HOW TO COMPLETE THIS TASK
Scan the material below for lines with the word "serde" and report how many there are, with nothing added.

### SOURCE MATERIAL

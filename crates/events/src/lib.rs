//! # Custodia Events
//!
//! This crate defines the ledger event structures that flow from the balance
//! ledger to its side-effect consumers (the time-bucketed analytics log).
//!
//! As a Layer 0 crate, it depends only on `core-types` and provides the
//! definitive language for balance movements.

// Declare the modules that make up this crate.
pub mod messages;

// Re-export the core types to provide a clean public API.
pub use messages::{LedgerEvent, LedgerEventKind};
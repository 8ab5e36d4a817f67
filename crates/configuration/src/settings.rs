use core_types::Address;
use serde::Deserialize;
use std::collections::HashMap;

/// The root configuration structure for the whole application.
#[derive(Debug, Clone, Deserialize)]
pub struct Settings {
    pub fund: Fund,
    pub analytics: Analytics,
    pub endpoints: Endpoints,
    pub signer: Signer,
}

/// Identities of the fund's fixed roles.
#[derive(Debug, Clone, Deserialize)]
pub struct Fund {
    /// The ledger's own identity, rejected as a strategy registration target.
    pub ledger_address: Address,
}

/// Parameters of the time-bucketed analytics log.
#[derive(Debug, Clone, Deserialize)]
pub struct Analytics {
    /// Width of one reporting bucket in seconds.
    #[serde(default = "default_record_period_secs")]
    pub record_period_secs: i64,
}

fn default_record_period_secs() -> i64 {
    86_400
}

/// Execution endpoint candidates and probing bounds.
#[derive(Debug, Clone, Deserialize)]
pub struct Endpoints {
    /// Candidate RPC URLs per network name (e.g. "mainnet", "bsc").
    pub networks: HashMap<String, Vec<String>>,
    /// Upper bound on a single liveness probe, in milliseconds.
    #[serde(default = "default_probe_timeout_ms")]
    pub probe_timeout_ms: u64,
}

fn default_probe_timeout_ms() -> u64 {
    3_000
}

/// The authorization credential. The secret is expected to come from the
/// environment (`CUSTODIA_SIGNER__SECRET`), not from the checked-in file.
#[derive(Debug, Clone, Deserialize)]
pub struct Signer {
    pub secret: String,
}
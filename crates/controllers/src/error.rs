use thiserror::Error;

#[derive(Error, Debug)]
pub enum ControllerError {
    #[error("Malformed step payload: {0}")]
    MalformedPayload(String),

    #[error("Venue rejected the operation: {0}")]
    VenueRejected(String),

    #[error("Venue unreachable: {0}")]
    VenueUnreachable(String),
}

######

TASK RESPONSE
3